The marble working has antique roots and the metamorphic rock represents one of the best supports for the sculptors since the beginning of time. Marble has certain features of shininess and translucence which make it perfect to enlighten complex detailing, anatomical subtleness or fluid draping. An extraordinary example of exploitation of all these features of marble is the “Veiled Virgin”, masterpiece from the 19th century realised by the Italian master Giovanni Strazza (1818–1875).
Below: picture by Megapixx shared via Flickr – licence CC-BY SA 2.0
The Veiled Virgin
Despise it is not a very antique example of sculpture, not much is known about the artwork. The historians believe that the Milanese sculptor created the piece during his stay in Rome in 1850 and wanted to metaphorically represent the country, in that period called Risorgimento, Italian Unification epoch. The feminine face represents the Virgin Mary with her eyes shut, head tilted downward, with an expression resembling either the praying or a peaceful sorrow.

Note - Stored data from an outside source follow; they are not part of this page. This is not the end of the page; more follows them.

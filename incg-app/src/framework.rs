//! Services shared with applications.

use crate::cli::Opts;
use crate::control::CameraControl;
use crate::error::AppError;
use crate::input::InputAction;
use crate::stats::FrameStats;
use cgmath::Matrix4;
use incg::camera::{hor_plus_projection, CameraSystem};
use incg::context::GraphicsContext as _;
use incg::shader::{ProgramSource, ReloadFailure, ShaderLoader};
use incg_gl::gl33::ProgramGuard;
use incg_gl::GL33;
use incg_glfw::GL33Context;
use log::info;
use std::path::{Path, PathBuf};

/// Window, camera and shader programs of a running application.
///
/// Shader programs are released before the context goes away.
pub struct Framework {
  shaders: ShaderLoader<GL33>,
  resource_path: PathBuf,
  control: CameraControl,
  view: Matrix4<f32>,
  projection: Matrix4<f32>,
  resolution: [u32; 2],
  /// GPU frame times.
  pub stats: FrameStats,
  title: String,
  context: GL33Context,
}

impl Framework {
  pub(crate) fn new(mut context: GL33Context, opts: &Opts) -> Self {
    let [width, height] = context.size();

    let backend = context.backend();
    backend.set_depth_test(true);

    let mut framework = Framework {
      shaders: ShaderLoader::with_file_key(opts.file_key()),
      resource_path: opts.resource_path(),
      control: CameraControl::new(CameraSystem::default()),
      view: Matrix4::from_scale(1.),
      projection: Matrix4::from_scale(1.),
      resolution: [1, 1],
      stats: FrameStats::new(),
      title: String::new(),
      context,
    };

    framework.update_camera();
    framework.resize(width, height);
    framework
  }

  /// Directory holding the application resources.
  pub fn resource_path(&self) -> &Path {
    &self.resource_path
  }

  /// Path of a resource.
  pub fn resource(&self, relative: impl AsRef<Path>) -> PathBuf {
    self.resource_path.join(relative)
  }

  /// The OpenGL backend, to create resources with.
  pub fn backend(&mut self) -> &mut GL33 {
    self.context.backend()
  }

  /// Build and register a named shader program.
  pub fn initialize_shader(
    &mut self,
    name: &str,
    source: ProgramSource,
  ) -> Result<(), AppError> {
    self
      .shaders
      .declare(self.context.backend(), name, source)
      .map(|_| ())
      .map_err(|error| AppError::ShaderBuildFailed {
        name: name.to_owned(),
        error,
      })
  }

  /// Start using a named shader program.
  pub fn shader(&mut self, name: &str) -> Result<ProgramGuard<'_>, AppError> {
    let program = self
      .shaders
      .program(name)
      .ok_or_else(|| AppError::UnknownShader(name.to_owned()))?;

    Ok(ProgramGuard::new(self.context.backend(), program))
  }

  /// Native handle of a named shader program.
  pub fn shader_handle(&self, name: &str) -> Option<u32> {
    self.shaders.handle(name)
  }

  /// The shader loader.
  pub fn shaders(&self) -> &ShaderLoader<GL33> {
    &self.shaders
  }

  /// Whether a shader file changed on disk.
  pub fn shaders_changed(&self) -> bool {
    self.shaders.requires_reload()
  }

  /// Rebuild every shader program. Programs that fail keep their previous version.
  pub fn update_shader_programs(&mut self) -> Vec<ReloadFailure> {
    info!("reloading shaders");
    self.shaders.reload_all(self.context.backend())
  }

  /// The camera.
  pub fn camera(&self) -> &CameraSystem {
    &self.control.camera
  }

  /// Replace the camera.
  pub fn set_camera(&mut self, camera: CameraSystem) {
    self.control.camera = camera;
    self.update_camera();
  }

  /// Recompute the view matrix from the camera.
  pub fn update_camera(&mut self) {
    self.view = self.control.camera.view_matrix();
  }

  /// World-to-view matrix.
  pub fn view_matrix(&self) -> Matrix4<f32> {
    self.view
  }

  /// Projection matrix.
  pub fn projection_matrix(&self) -> Matrix4<f32> {
    self.projection
  }

  /// Framebuffer size.
  pub fn resolution(&self) -> [u32; 2] {
    self.resolution
  }

  /// Adapt the viewport and projection to a new framebuffer size. Sizes are clamped to at least 1.
  pub fn resize(&mut self, width: u32, height: u32) {
    let (width, height) = (width.max(1), height.max(1));

    self.resolution = [width, height];
    self.context.backend().set_viewport(0, 0, width, height);
    self.projection = hor_plus_projection(width, height);
  }

  /// Log the camera.
  pub fn log_camera(&self) {
    let cam = &self.control.camera;
    let (d, u, p) = (cam.view_dir, cam.up_dir, cam.position);

    info!("cam-dir: {}, {}, {}", d.x, d.y, d.z);
    info!("cam-up:  {}, {}, {}", u.x, u.y, u.z);
    info!("cam-pos: {}, {}, {}", p.x, p.y, p.z);
  }

  // actions not meant for the application
  pub(crate) fn process(&mut self, action: &InputAction) {
    match *action {
      InputAction::ReloadShaders => {
        self.update_shader_programs();
      }

      InputAction::LogCamera => self.log_camera(),

      InputAction::Resized { width, height } => self.resize(width, height),

      ref action => {
        if self.control.apply(action) {
          self.update_camera();
        }
      }
    }
  }

  pub(crate) fn should_close(&self) -> bool {
    self.context.window.should_close()
  }

  pub(crate) fn poll_events(&mut self) {
    self.context.window.glfw.poll_events();
  }

  pub(crate) fn set_title(&mut self, title: String) {
    if title != self.title {
      self.context.window.set_title(&title);
      self.title = title;
    }
  }

  pub(crate) fn swap_buffers(&mut self) {
    self.context.swap_buffers();
  }
}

Below: picture by Shhewitt shared via Wikipedia – licence CC-BY SA 4.0
The sculpture was realised with the Carrara marble, one of the most precious types for the sculpture of that era. This Tuscan marble was furthermore a classic for the representation of veils, popular theme for the peers of the sculptor Strazza. Amongst the other marble sculptures of that period it can be mention the “Veiled Lady” by Raffaele Monti (1818-1881) and the piece called the same way by Pietro Rossi.
Below: the Veiled Lady, 1845, Castle of Racconigi. Picture by Paolobon shared via Wikipedia – licence Creative Commons
Below: the veiled vestal represented in the Chatsworth House by Raffaele Monti. Picture by Sophie234 shared via Wikipedia – licence Creative Commons
The Virgin in Canada
The sculpture was sent in Canada in 1856 where the bishop of Terranova John Thomas Mullock, praised the piece with the words:
“Received safely from Rome, a beautiful statue of the Blessed Virgin Mary in marble, by Strazza. The face is veiled, and the figure and features are all seen. It is a perfect gem of art”
Its transfer was documented with great enthusiasm by a local journal, The Newfoundlander:
“To say that this representation surpasses in perfection of art, any piece of sculpture we have ever seen, conveys but weakly our impression of its exquisite beauty. The possibility of such a triumph of the chisel had not before entered into our conception. Ordinary language must ever fail to do justice to a subject like this – to the rare artistic skill, and to the emotions it produces in the beholder”.
In 1862 the Veiled Virgin was moved from the Episcopal Palace of the cathedral of St. John in Terranova and Labrador to the convent of the “Suore della Presentazione”, where it remained ever since.